Samarinda, reviewsatu.com – Ketua Satuan Tugas (Satgas) Pencegahan dan Penanganan Kekerasan Seksual (PPKS) Unmul Haris Retno menyebut sudah tangani empat kasus di lingkungan kampus.
“Saat ini ada terdapat empat kasus yang sedang ditangani,” ungkap Retno dikonfirmasi Selasa (21/3/2023).
Retno mengatakan Satgas PPKS terbenutk Agustus 2022 silam. Rata-rata dari empat kasus tersebut, pelaku kekerasan seksual tidak hanya dilakukan tenaga pendidik. Dia menyebut kasus kekerasan seksual ini diibaratkan seperti fenomena gunung es. Bisa jadi ada lebih banyak kasus yang terpendam dan belum terungkap. Terkait banyaknya pemberitaan kasus kekerasan seksual di Unmul bukan berarti orang-orang yang berada di dalamnya tidak baik. Namun, dengan adanya Satgas dapat menjadi jalur korban untuk mengadu. Sehingga banyak kasus yang terungkap.

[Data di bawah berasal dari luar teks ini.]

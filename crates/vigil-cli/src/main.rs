use anyhow::{Context, Result};
use clap::{Args, Parser, Subcommand};
use std::time::Duration;
use tracing_subscriber::EnvFilter;
use url::Url;
use vigil_core::api::{BackendClient, SourceType, DEFAULT_ALERT_LIMIT, DEFAULT_API_URL};
use vigil_core::ObjectType;

mod commands;

#[derive(Parser, Debug)]
#[command(name = "vigil")]
#[command(about = "Surveillance backend control", long_about = None)]
struct Cli {
    /// Backend base url (env VIGIL_API_URL)
    #[arg(long, global = true, default_value = "")]
    api_url: String,
    #[arg(long, global = true, default_value_t = 5000)]
    timeout_ms: u64,
    /// Print raw JSON instead of text
    #[arg(long, global = true)]
    json: bool,
    #[command(subcommand)]
    command: Commands,
}

#[derive(Subcommand, Debug)]
enum Commands {
    /// Configure or test the camera source
    Camera {
        #[command(subcommand)]
        action: CameraCommands,
    },
    /// Start or stop detection on the configured source
    Stream {
        #[command(subcommand)]
        action: StreamCommands,
    },
    /// Manage alert rules
    Rules {
        #[command(subcommand)]
        action: RuleCommands,
    },
    /// Manage alert email recipients
    Recipients {
        #[command(subcommand)]
        action: RecipientCommands,
    },
    /// Show recent alerts, newest first
    Alerts {
        #[arg(long, default_value_t = DEFAULT_ALERT_LIMIT)]
        limit: u32,
    },
    /// Show current detection counts
    Detections,
    /// Show backend health
    Health,
}

#[derive(Subcommand, Debug)]
enum CameraCommands {
    Configure(CameraArgs),
    Test(CameraArgs),
}

#[derive(Args, Debug, Clone)]
struct CameraArgs {
    /// rtsp, webcam or upload
    #[arg(long)]
    source: SourceType,
    #[arg(long)]
    rtsp_url: Option<String>,
    #[arg(long)]
    video_file: Option<String>,
}

#[derive(Subcommand, Debug)]
enum StreamCommands {
    Start,
    Stop,
}

#[derive(Subcommand, Debug)]
enum RuleCommands {
    List,
    Create {
        #[arg(long)]
        name: String,
        /// person, animal or vehicle
        #[arg(long)]
        object: ObjectType,
        #[arg(long, default_value_t = 1)]
        threshold: u32,
    },
    Delete {
        rule_id: String,
    },
}

#[derive(Subcommand, Debug)]
enum RecipientCommands {
    Set {
        #[arg(required = true)]
        emails: Vec<String>,
    },
    Test {
        #[arg(required = true)]
        emails: Vec<String>,
    },
}

#[tokio::main]
async fn main() -> Result<()> {
    init_logging();
    let cli = Cli::parse();

    let api_url = resolve_api_url(&cli.api_url, std::env::var("VIGIL_API_URL").ok())?;
    let client = BackendClient::new(api_url, Duration::from_millis(cli.timeout_ms.max(1)))
        .context("Failed to build HTTP client")?;

    commands::run(&client, cli.command, cli.json).await
}

fn resolve_api_url(flag: &str, env: Option<String>) -> Result<Url> {
    let raw = [Some(flag.to_string()), env]
        .into_iter()
        .flatten()
        .map(|value| value.trim().to_string())
        .find(|value| !value.is_empty())
        .unwrap_or_else(|| DEFAULT_API_URL.to_string());
    Url::parse(&raw).with_context(|| format!("Invalid api url '{raw}'"))
}

fn init_logging() {
    let filter = EnvFilter::try_from_default_env().unwrap_or_else(|_| EnvFilter::new("warn"));
    let _ = tracing_subscriber::fmt()
        .with_env_filter(filter)
        .with_writer(std::io::stderr)
        .try_init();
}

Retno menyebut hal itu tentu yang membedakan dengan kampus yang tidak memiliki Satgas PPKS Hal inilah yang membedakan Unmul dengan universitas yang tidak ada satgasnya. Baginya masih banyak korban dan pelaku yang tidak sadar, bahwa perbuatan yang dilakukan merupakan kekerasan seksual.
“Kan dipegang doang kalau korban merasa tidak nyaman dan merasa perbuatan itu merendahkan martabat, maka termasuk perbuatan kekerasan seksual,” jelasnya.
Dosen Fahukum Unmul ini juga membeber terdapat 30 bentuk kekerasan seksual yang tidak disadari korban dan pelaku. Hal itu terdapat di dalam Undang-undang Permendikbudristek Nomor 30 Tahun 2021. Karenanya edukasi terkait kekerasan seksual dianggap penting. Sehingga Undang-Undang tersebut bisa hadir di tengah mahasiswa.
Untuk Unmul sendiri, Retno menyebut, pembentukan satgas tersebut dibentuk diakhir masa kepemimpinan Masjaya saat masih menjabat rektor. Pemilihan anggotanya dilaksanakan melalui seleksi beranggotakan 19 orang. Dan 50 persennya adalah mahasiswa. Dia juga menyebut satgas tersebut memiliki dua tugas pokok. Yaitu pencegahan dan penanganan. Dengan porsi terbesar di pencegahan.
“Karena harapannya upaya pencegahan lebih di kedepankan, ” ungkapnya.
Sebagai tim yang menangani kasus kekerasan seksual di kampus, Retno menyebut memiliki program kerja. Di antaranya sosialisasi pencegahan kekerasan seksual, survei yang dilakukan setiap enam bulan sekali, juga dibuat peringatan dini.Kasus yang ditangani merupakan kasus yang berkaitan dengan civitas akademika kampus tersebut, baik korban maupun pelaku.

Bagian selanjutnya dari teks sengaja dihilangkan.